Description
The plm-utils Python package is available in this GitHub repository.
We’re interested in detecting small open reading frame (sORF)-encoded, bioactive peptides in transcriptomes. sORFs are open reading frames that contain fewer than 300 nucleotides and often use alternate start codons. Computationally detecting real sORFs is challenging, and we wanted to more accurately detect sORFs that encode functional peptides.
We hypothesized that latent information in the embeddings of large protein language models might contain information about the coding propensity of amino acid sequences, even though this wasn't the original use case for such models. We were encouraged toward this line of thinking because other peptide classification tools that identify cleavage peptides [1] and predict peptide bioactivity [2] have successfully used large protein language models to improve classification accuracy.

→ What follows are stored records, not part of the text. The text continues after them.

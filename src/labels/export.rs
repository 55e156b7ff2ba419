use std::path::Path;

use serde::{Deserialize, Serialize};

use crate::dataloader::error::{DataLoaderError, Result};
use crate::tensor::tensor::Tensor;

/// Per-class confidence columns for persisting binary predictions.
#[derive(Clone, Debug, PartialEq, Serialize, Deserialize)]
#[serde(rename_all = "camelCase")]
pub struct PredictionExport {
    pub positive_confidence: Vec<f32>,
    pub negative_confidence: Vec<f32>,
}

impl PredictionExport {
    pub fn len(&self) -> usize {
        self.positive_confidence.len()
    }

    pub fn is_empty(&self) -> bool {
        self.positive_confidence.is_empty()
    }

    pub fn write_json(&self, path: impl AsRef<Path>) -> Result<()> {
        let file = std::fs::File::create(path)?;
        serde_json::to_writer_pretty(std::io::BufWriter::new(file), self)?;
        Ok(())
    }
}

// After squeezing, one sample is a bare [2] vector and N samples are [N, 2].
// Anything else fails before a single value is copied out.
pub fn decode_binary_predictions(predictions: &Tensor) -> Result<PredictionExport> {
    let squeezed = predictions.desc.squeeze();
    let samples = match squeezed.shape.as_slice() {
        [2] => 1,
        [n, 2] => *n,
        _ => {
            return Err(DataLoaderError::ShapeMismatch(format!(
                "binary predictions must squeeze to (2,) or (N, 2), got {:?}",
                predictions.shape()
            )))
        }
    };

    let (positive_confidence, negative_confidence) = predictions
        .data
        .chunks_exact(2)
        .take(samples)
        .map(|row| (row[0], row[1]))
        .unzip();

    Ok(PredictionExport {
        positive_confidence,
        negative_confidence,
    })
}
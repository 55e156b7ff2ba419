pub mod batch;
pub mod cache;
pub mod catalog;
pub mod config;
pub mod dataloader;
pub mod epoch;
pub mod error;
pub mod generator;
pub mod info;
pub mod loader;
pub mod manifest;
pub mod par_iter;
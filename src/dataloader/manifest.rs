use std::fs;
use std::path::Path;
use std::sync::Arc;

use serde::{Deserialize, Serialize};
use serde_json::Value;

use crate::labels::LabelSource;
use crate::volume::store::VolumeStore;

use super::catalog::{CatalogInput, SampleCatalog};
use super::config::DataLoaderConfig;
use super::error::{DataLoaderError, Result};
use super::generator::VolumeBatchGenerator;

const LABEL_TYPES: &[&str] = &["BinaryClassification"];

/// Everything needed to rebuild a generator, as stored next to a dataset.
///
/// The catalog arrays sit at the top level of the JSON object; labels live
/// under `label_source`, tagged by `label_type`.
#[derive(Clone, Debug, PartialEq, Serialize, Deserialize)]
pub struct GeneratorManifest {
    #[serde(flatten)]
    pub catalog: CatalogInput,
    #[serde(default = "default_batch_size")]
    pub batch_size: usize,
    #[serde(default)]
    pub store_all_in_ram: bool,
    #[serde(default = "default_true")]
    pub use_image: bool,
    #[serde(default)]
    pub use_mask: bool,
    #[serde(default)]
    pub mask_as_extra_channel: bool,
    pub label_source: LabelSource,
}

fn default_batch_size() -> usize {
    DataLoaderConfig::default().batch_size
}

fn default_true() -> bool {
    true
}

impl GeneratorManifest {
    pub fn load(path: impl AsRef<Path>) -> Result<Self> {
        let text = fs::read_to_string(path)?;
        Self::from_json_str(&text)
    }

    pub fn from_json_str(text: &str) -> Result<Self> {
        let value: Value = serde_json::from_str(text)?;
        check_label_type(&value)?;
        Ok(serde_json::from_value(value)?)
    }

    pub fn save(&self, path: impl AsRef<Path>) -> Result<()> {
        fs::write(path, serde_json::to_string_pretty(self)?)?;
        Ok(())
    }

    pub fn into_generator(
        self,
        store: Arc<dyn VolumeStore>,
        shuffle_seed: Option<u64>,
    ) -> Result<VolumeBatchGenerator> {
        let base = DataLoaderConfig {
            shuffle_seed,
            ..Default::default()
        };
        self.into_generator_with(store, base)
    }

    /// Like `into_generator` but with caller-chosen threads, names and limits.
    /// The manifest's flags and batch size still win.
    pub fn into_generator_with(
        self,
        store: Arc<dyn VolumeStore>,
        base: DataLoaderConfig,
    ) -> Result<VolumeBatchGenerator> {
        let config = DataLoaderConfig {
            batch_size: self.batch_size,
            store_all_in_ram: self.store_all_in_ram,
            use_image: self.use_image,
            use_mask: self.use_mask,
            mask_as_extra_channel: self.mask_as_extra_channel,
            ..base
        };
        let labels = self.label_source.build()?;
        let catalog = SampleCatalog::new(self.catalog, config)?;
        VolumeBatchGenerator::new(catalog, labels, store)
    }
}

fn check_label_type(value: &Value) -> Result<()> {
    let label_type = value
        .get("label_source")
        .and_then(|source| source.get("label_type"))
        .and_then(Value::as_str)
        .ok_or_else(|| {
            DataLoaderError::Configuration("manifest has no label_source.label_type".to_string())
        })?;

    if !LABEL_TYPES.contains(&label_type) {
        return Err(DataLoaderError::Configuration(format!(
            "unknown label type {label_type:?}, expected one of {LABEL_TYPES:?}"
        )));
    }
    Ok(())
}
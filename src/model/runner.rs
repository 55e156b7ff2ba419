use std::fmt;
use std::path::Path;
use std::str::FromStr;

use tracing::info;

use crate::dataloader::error::{DataLoaderError, Result};
use crate::dataloader::generator::VolumeBatchGenerator;
use crate::labels::export::PredictionExport;

use super::hyperparameters::Hyperparameters;
use super::plugin::ModelPlugin;

#[derive(Clone, Copy, Debug, PartialEq, Eq)]
pub enum Operation {
    Train,
    Predict,
    TrainAndPredict,
}

impl Operation {
    pub fn trains(self) -> bool {
        matches!(self, Operation::Train | Operation::TrainAndPredict)
    }

    pub fn predicts(self) -> bool {
        matches!(self, Operation::Predict | Operation::TrainAndPredict)
    }
}

impl FromStr for Operation {
    type Err = DataLoaderError;

    fn from_str(s: &str) -> Result<Self> {
        match s {
            "Train" => Ok(Operation::Train),
            "Predict" | "Guess" => Ok(Operation::Predict),
            "TrainAndPredict" | "TrainAndGuess" => Ok(Operation::TrainAndPredict),
            other => Err(DataLoaderError::Configuration(format!(
                "invalid operation {other:?}"
            ))),
        }
    }
}

impl fmt::Display for Operation {
    fn fmt(&self, f: &mut fmt::Formatter<'_>) -> fmt::Result {
        let name = match self {
            Operation::Train => "Train",
            Operation::Predict => "Predict",
            Operation::TrainAndPredict => "TrainAndPredict",
        };
        f.write_str(name)
    }
}

pub fn train<P: ModelPlugin>(
    plugin: &mut P,
    training: &mut VolumeBatchGenerator,
    validation: &mut VolumeBatchGenerator,
    hyperparameters: &Hyperparameters,
) -> Result<P::Model> {
    info!(
        training_samples = training.sample_count(),
        validation_samples = validation.sample_count(),
        seed = training.seed(),
        "training"
    );
    plugin.train(training, validation, hyperparameters)
}

/// Runs the plugin over `testing` in catalog order and decodes its output
/// with the testing generator's labels. Row `i` of the export is sample `i`.
pub fn predict<P: ModelPlugin>(
    plugin: &mut P,
    model: &P::Model,
    testing: &mut VolumeBatchGenerator,
    hyperparameters: &Hyperparameters,
) -> Result<PredictionExport> {
    testing.use_for_inference();
    info!(samples = testing.sample_count(), "predicting");

    let predictions = plugin.predict(model, testing, hyperparameters)?;
    let export = testing.labels().export_predictions(&predictions)?;
    if export.len() != testing.sample_count() {
        return Err(DataLoaderError::ShapeMismatch(format!(
            "plugin returned {} predictions for {} samples",
            export.len(),
            testing.sample_count()
        )));
    }
    Ok(export)
}

pub fn train_and_predict<P: ModelPlugin>(
    plugin: &mut P,
    training: &mut VolumeBatchGenerator,
    validation: &mut VolumeBatchGenerator,
    testing: &mut VolumeBatchGenerator,
    hyperparameters: &Hyperparameters,
) -> Result<(P::Model, PredictionExport)> {
    let model = train(plugin, training, validation, hyperparameters)?;
    let export = predict(plugin, &model, testing, hyperparameters)?;
    Ok((model, export))
}

/// Generators and paths for one `run`. Which ones are required depends on
/// the operation: training needs `training` and `validation`, prediction needs
/// `testing`, and `Predict` alone needs `model_path` to load from.
#[derive(Default)]
pub struct Job<'a> {
    pub training: Option<&'a mut VolumeBatchGenerator>,
    pub validation: Option<&'a mut VolumeBatchGenerator>,
    pub testing: Option<&'a mut VolumeBatchGenerator>,
    // Saved to after training, loaded from for Predict
    pub model_path: Option<&'a Path>,
    pub predictions_path: Option<&'a Path>,
}

pub struct RunOutput<M> {
    pub model: M,
    pub predictions: Option<PredictionExport>,
}

pub fn run<P: ModelPlugin>(
    plugin: &mut P,
    operation: Operation,
    job: Job<'_>,
    hyperparameters: &Hyperparameters,
) -> Result<RunOutput<P::Model>> {
    info!(%operation, "running model plugin");

    let model = if operation.trains() {
        let training = job.training.ok_or_else(|| missing(operation, "a training generator"))?;
        let validation = job
            .validation
            .ok_or_else(|| missing(operation, "a validation generator"))?;
        let model = train(plugin, training, validation, hyperparameters)?;
        if let Some(path) = job.model_path {
            plugin.save_model(&model, path)?;
            info!(path = %path.display(), "model saved");
        }
        model
    } else {
        let path = job.model_path.ok_or_else(|| missing(operation, "a model path"))?;
        info!(path = %path.display(), "loading model");
        plugin.load_model(path)?
    };

    let predictions = if operation.predicts() {
        let testing = job.testing.ok_or_else(|| missing(operation, "a testing generator"))?;
        let export = predict(plugin, &model, testing, hyperparameters)?;
        if let Some(path) = job.predictions_path {
            export.write_json(path)?;
        }
        Some(export)
    } else {
        None
    };

    Ok(RunOutput { model, predictions })
}

fn missing(operation: Operation, what: &str) -> DataLoaderError {
    DataLoaderError::Configuration(format!("{operation} needs {what}"))
}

We conducted multiple tests across different datasets and observed increased accuracy over leading tools when we applied these innovations to predicting sORF coding potential. On all transcripts from a set of 16 diverse research organisms, our tool performed comparably to the leading tool, RNAsamba. However, our method significantly outperformed that tool for short sequences. Additionally, on the RNAChallenge dataset, where most tools struggle, we achieved an accuracy of 33% compared to the average tool accuracy of 11%. While our approach improves accuracy on this challenging prediction task, the overall accuracy indicates that there's still work to be done.
We packaged our approach as a small Python package called “plm-utils.” Using the Python package infrastructure improved the usability and portability of our tool and will allow us to expand the package in the future if it proves useful.
The plm-utils Python package is available in this GitHub repository.
The code to train and evaluate the sORF plm-utils model is available here.
Share your thoughts!
Watch a video tutorial on making a PubPub account and commenting. Feel free to add line-by-line comments anywhere within this text, provide overall feedback by commenting in the box at the bottom of the page, or post about this work on social media. Please make all feedback public so other readers can benefit from the discussion.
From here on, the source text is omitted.